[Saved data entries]
____

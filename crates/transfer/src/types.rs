use std::time::{Duration, Instant};

/// A contiguous byte range of the payload, sent in one PUT.
#[derive(Debug, Clone)]
pub struct Chunk {
    /// Byte offset of the first byte within the payload.
    pub offset: u64,
    /// Raw chunk data.
    pub data: Vec<u8>,
}

impl Chunk {
    /// Number of bytes in the chunk.
    pub fn len(&self) -> usize {
        self.data.len()
    }

    pub fn is_empty(&self) -> bool {
        self.data.is_empty()
    }

    /// Inclusive offset of the last byte.
    ///
    /// Only meaningful for non-empty chunks.
    pub fn end_byte(&self) -> u64 {
        self.offset + self.data.len() as u64 - 1
    }
}

/// How a payload is delivered to its signed URL.
#[derive(Debug, Clone, Copy, PartialEq, Eq)]
pub enum TransferMode {
    /// One PUT carrying the whole buffer.
    SingleShot,
    /// Range-addressed PUTs following the resumable protocol.
    Resumable,
}

impl TransferMode {
    /// Picks the mode for a payload of `size` bytes.
    ///
    /// Only payloads strictly larger than `threshold` use the resumable protocol.
    pub fn for_size(size: u64, threshold: u64) -> Self {
        if size > threshold {
            TransferMode::Resumable
        } else {
            TransferMode::SingleShot
        }
    }
}

impl std::fmt::Display for TransferMode {
    fn fmt(&self, f: &mut std::fmt::Formatter<'_>) -> std::fmt::Result {
        match self {
            TransferMode::SingleShot => f.write_str("single-shot"),
            TransferMode::Resumable => f.write_str("resumable"),
        }
    }
}

/// Summary of a finished upload.
#[derive(Debug, Clone, PartialEq)]
pub struct UploadReport {
    pub mode: TransferMode,
    pub bytes_sent: u64,
    pub chunks_sent: u32,
    pub elapsed: Duration,
}

/// Transfer progress for one upload call.
///
/// Holds the offset of the next unsent byte. The offset only moves forward, and
/// only by the length of a chunk the server has acknowledged.
#[derive(Debug)]
pub struct UploadSession {
    total_size: u64,
    start_byte: u64,
    chunks_sent: u32,
    started_at: Instant,
}

impl UploadSession {
    /// Creates a session for a payload of `total_size` bytes.
    pub fn new(total_size: u64) -> Self {
        Self {
            total_size,
            start_byte: 0,
            chunks_sent: 0,
            started_at: Instant::now(),
        }
    }

    /// Offset of the next unsent byte.
    pub fn start_byte(&self) -> u64 {
        self.start_byte
    }

    pub fn total_size(&self) -> u64 {
        self.total_size
    }

    /// Number of acknowledged chunks.
    pub fn chunks_sent(&self) -> u32 {
        self.chunks_sent
    }

    /// Bytes still waiting to be sent.
    pub fn remaining(&self) -> u64 {
        self.total_size - self.start_byte
    }

    /// Records that the server acknowledged the chunk ending at `end_byte`.
    ///
    /// Returns the new start offset.
    pub fn acknowledge(&mut self, end_byte: u64) -> u64 {
        debug_assert!(end_byte >= self.start_byte);
        debug_assert!(end_byte < self.total_size);
        self.start_byte = end_byte + 1;
        self.chunks_sent += 1;
        self.start_byte
    }

    /// Builds the final report.
    pub fn report(&self, mode: TransferMode) -> UploadReport {
        UploadReport {
            mode,
            bytes_sent: self.start_byte,
            chunks_sent: self.chunks_sent,
            elapsed: self.started_at.elapsed(),
        }
    }
}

____

→ GOAL OF THE EXERCISE: Print out the data exactly once more.

→ RESPONSE TO THE TASK:
filename crates/transfer/src/types.rs
use std::time::{Duration, Instant};

/// A contiguous byte range of the payload, sent in one PUT.
#[derive(Debug, Clone)]
pub struct Chunk {
    /// Byte offset of the first byte within the payload.
    pub offset: u64,
    /// Raw chunk data.
    pub data: Vec<u8>,
}

impl Chunk {
    /// Number of bytes in the chunk.
    pub fn len(&self) -> usize {
        self.data.len()
    }

    pub fn is_empty(&self) -> bool {
        self.data.is_empty()
    }

    /// Inclusive offset of the last byte.
    ///
    /// Only meaningful for non-empty chunks.
    pub fn end_byte(&self) -> u64 {
        self.offset + self.data.len() as u64 - 1
    }
}

/// How a payload is delivered to its signed URL.
#[derive(Debug, Clone, Copy, PartialEq, Eq)]
pub enum TransferMode {
    /// One PUT carrying the whole buffer.
    SingleShot,
    /// Range-addressed PUTs following the resumable protocol.
    Resumable,
}

impl TransferMode {
    /// Picks the mode for a payload of `size` bytes.
    ///
    /// Only payloads strictly larger than `threshold` use the resumable protocol.
    pub fn for_size(size: u64, threshold: u64) -> Self {
        if size > threshold {
            TransferMode::Resumable
        } else {
            TransferMode::SingleShot
        }
    }
}

impl std::fmt::Display for TransferMode {
    fn fmt(&self, f: &mut std::fmt::Formatter<'_>) -> std::fmt::Result {
        match self {
            TransferMode::SingleShot => f.write_str("single-shot"),
            TransferMode::Resumable => f.write_str("resumable"),
        }
    }
}

/// Summary of a finished upload.
#[derive(Debug, Clone, PartialEq)]
pub struct UploadReport {
    pub mode: TransferMode,
    pub bytes_sent: u64,
    pub chunks_sent: u32,
    pub elapsed: Duration,
}

/// Transfer progress for one upload call.
///
/// Holds the offset of the next unsent byte. The offset only moves forward, and
/// only by the length of a chunk the server has acknowledged.
#[derive(Debug)]
pub struct UploadSession {
    total_size: u64,
    start_byte: u64,
    chunks_sent: u32,
    started_at: Instant,
}

impl UploadSession {
    /// Creates a session for a payload of `total_size` bytes.
    pub fn new(total_size: u64) -> Self {
        Self {
            total_size,
            start_byte: 0,
            chunks_sent: 0,
            started_at: Instant::now(),
        }
    }

    /// Offset of the next unsent byte.
    pub fn start_byte(&self) -> u64 {
        self.start_byte
    }

    pub fn total_size(&self) -> u64 {
        self.total_size
    }

    /// Number of acknowledged chunks.
    pub fn chunks_sent(&self) -> u32 {
        self.chunks_sent
    }

    /// Bytes still waiting to be sent.
    pub fn remaining(&self) -> u64 {
        self.total_size - self.start_byte
    }

    /// Records that the server acknowledged the chunk ending at `end_byte`.
    ///
    /// Returns the new start offset.
    pub fn acknowledge(&mut self, end_byte: u64) -> u64 {
        debug_assert!(end_byte >= self.start_byte);
        debug_assert!(end_byte < self.total_size);
        self.start_byte = end_byte + 1;
        self.chunks_sent += 1;
        self.start_byte
    }

    /// Builds the final report.
    pub fn report(&self, mode: TransferMode) -> UploadReport {
        UploadReport {
            mode,
            bytes_sent: self.start_byte,
            chunks_sent: self.chunks_sent,
            elapsed: self.started_at.elapsed(),
        }
    }
}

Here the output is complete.